In this paper, we discuss further the latter approach and introduce an OHWR system that uses sensor data recordings from pen movements to recognize writing on regular paper. We present an end-to-end system that processes sensor recordings in the form of time series data, and outputs the interpreted digital text on a tablet. Our system surpasses previous sensor-based pen systems in recognition rates, and is the first IMU-based pen recognizer that recognizes complete words and is not restricted to single character or digit recognition on paper. We use, as a digitizer, a regular ballpoint pen integrated with multiple sensors, and designed with a soft grip, that allows the user to write on a plain paper surface without constraints.

The rest of the paper is structured as follows: Sect. 2 summarizes available OHWR systems, distinguishing between positional-based and IMU-based systems. Section 3 presents the digitizer used in our system and explains the data acquisition process. Section 4 describes our end-to-end neural network architecture and describes the model training process, the hyperparameters used, and the data splitting. Section 5 reports the results and discusses the results obtained on distinct test sets. Section 6 outlines the future work to be implemented in our system.

2 Related Work

HWR has been a topic of interest in research for many years. Reviews about recognition systems [25, 37] present pre-processing techniques, extracted features, in addition to different recognition models such as segment-and-decode methods and end-to-end recognition systems. In our work, we focus on the difference in the type of data used rather than methods of recognition. We briefly describe some previously developed recognition systems while distinguishing between systems using positional data and ones using IMU data.

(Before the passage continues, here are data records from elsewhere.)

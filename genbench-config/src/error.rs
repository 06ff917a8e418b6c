//! Configuration error types

use thiserror::Error;

/// Configuration result type
pub type ConfigResult<T> = Result<T, ConfigError>;

/// Configuration errors
#[derive(Error, Debug)]
pub enum ConfigError {
    /// IO error reading configuration file
    #[error("Failed to read config file: {0}")]
    FileReadError(#[from] std::io::Error),

    /// YAML parsing error
    #[error("Failed to parse config: {0}")]
    ParseError(#[from] serde_yaml::Error),

    /// JSON parsing error
    #[error("Failed to parse JSON: {0}")]
    JsonError(#[from] serde_json::Error),

    /// Environment variable error
    #[error("Environment variable error: {0}")]
    EnvError(String),

    /// Domain-specific configuration error
    #[error("Domain configuration error in {domain}: {message}")]
    DomainError { domain: String, message: String },
}
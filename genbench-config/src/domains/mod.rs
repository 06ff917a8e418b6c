//! Domain-specific configuration modules

pub mod benchmark;
pub mod classifier;
pub mod execution;
pub mod logging;
pub mod monitor;
pub mod report;
pub mod utils;

use crate::error::ConfigResult;
use crate::validation::Validatable;
use serde::{Deserialize, Serialize};

/// Main genbench configuration combining all domains
#[derive(Debug, Clone, Serialize, Deserialize, Default)]
#[serde(default)]
pub struct GenbenchConfig {
    /// What to run and where results go
    #[serde(default)]
    pub benchmark: benchmark::BenchmarkConfig,

    /// How the external tool is launched and bounded
    #[serde(default)]
    pub execution: execution::ExecutionConfig,

    /// Concurrent resource sampling
    #[serde(default)]
    pub monitor: monitor::MonitorConfig,

    /// Failure classification
    #[serde(default)]
    pub classifier: classifier::ClassifierConfig,

    /// Report generation
    #[serde(default)]
    pub report: report::ReportConfig,

    /// Logging configuration
    #[serde(default)]
    pub logging: logging::LoggingConfig,
}

impl GenbenchConfig {
    /// Validate all domain configurations
    pub fn validate_all(&self) -> ConfigResult<()> {
        self.benchmark.validate()?;
        self.execution.validate()?;
        self.monitor.validate()?;
        self.classifier.validate()?;
        self.report.validate()?;
        self.logging.validate()?;
        Ok(())
    }

    /// Generate a sample configuration file
    pub fn generate_sample() -> String {
        let config = GenbenchConfig::default();
        serde_yaml::to_string(&config)
            .unwrap_or_else(|_| "# Failed to generate sample config".to_string())
    }
}
//! Execution error types

use crate::shutdown::ShutdownSignal;
use thiserror::Error;

/// Result type for execution operations
pub type ExecutionResult<T> = Result<T, ExecutionError>;

/// Failures of the harness itself. A tool that fails is not an error here;
/// it yields a normal [`RawExecution`](crate::RawExecution).
#[derive(Error, Debug)]
pub enum ExecutionError {
    #[error("I/O error: {0}")]
    Io(#[from] std::io::Error),

    #[error("Run log could not be written: {0}")]
    LogWriter(String),

    #[error("Required binary not found on PATH: {0}")]
    MissingDependency(String),

    #[error("Run cancelled by {0}")]
    Cancelled(ShutdownSignal),
}

impl ExecutionError {
    pub fn is_cancelled(&self) -> bool {
        matches!(self, ExecutionError::Cancelled(_))
    }
}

2.1 Positional-Data Based Systems

Basic OHWR systems were presented by [6, 48] in the late 1990s using Hidden Markov Model (HMMs) and Artificial Neural Networks (ANNs) that model the spatial structure of handwriting. A system developed using a multi-state time delay neural network was presented in [21] using a dictionary of 5000 words with pen position and pen-up/pen-down data. Models in which both an image of the text along with pen tracking data were used to develop a Japanese handwriting recognition system [22]. Different language specific systems were implemented to apply recognition systems for different writing styles, such as Arabic [45] and Chinese [28].

The availability of public datasets considerably increased research in this field. The UNIPEN dataset [18] is a collection of characters with recorded pen trajectory information including coordinate data with pen-up/down features, which was used to implement a character recognition model using time delay [19] and Convolutional [33] neural networks. An Arabic recognition system [4] applied HMMs using the SUSTOLAH dataset [34].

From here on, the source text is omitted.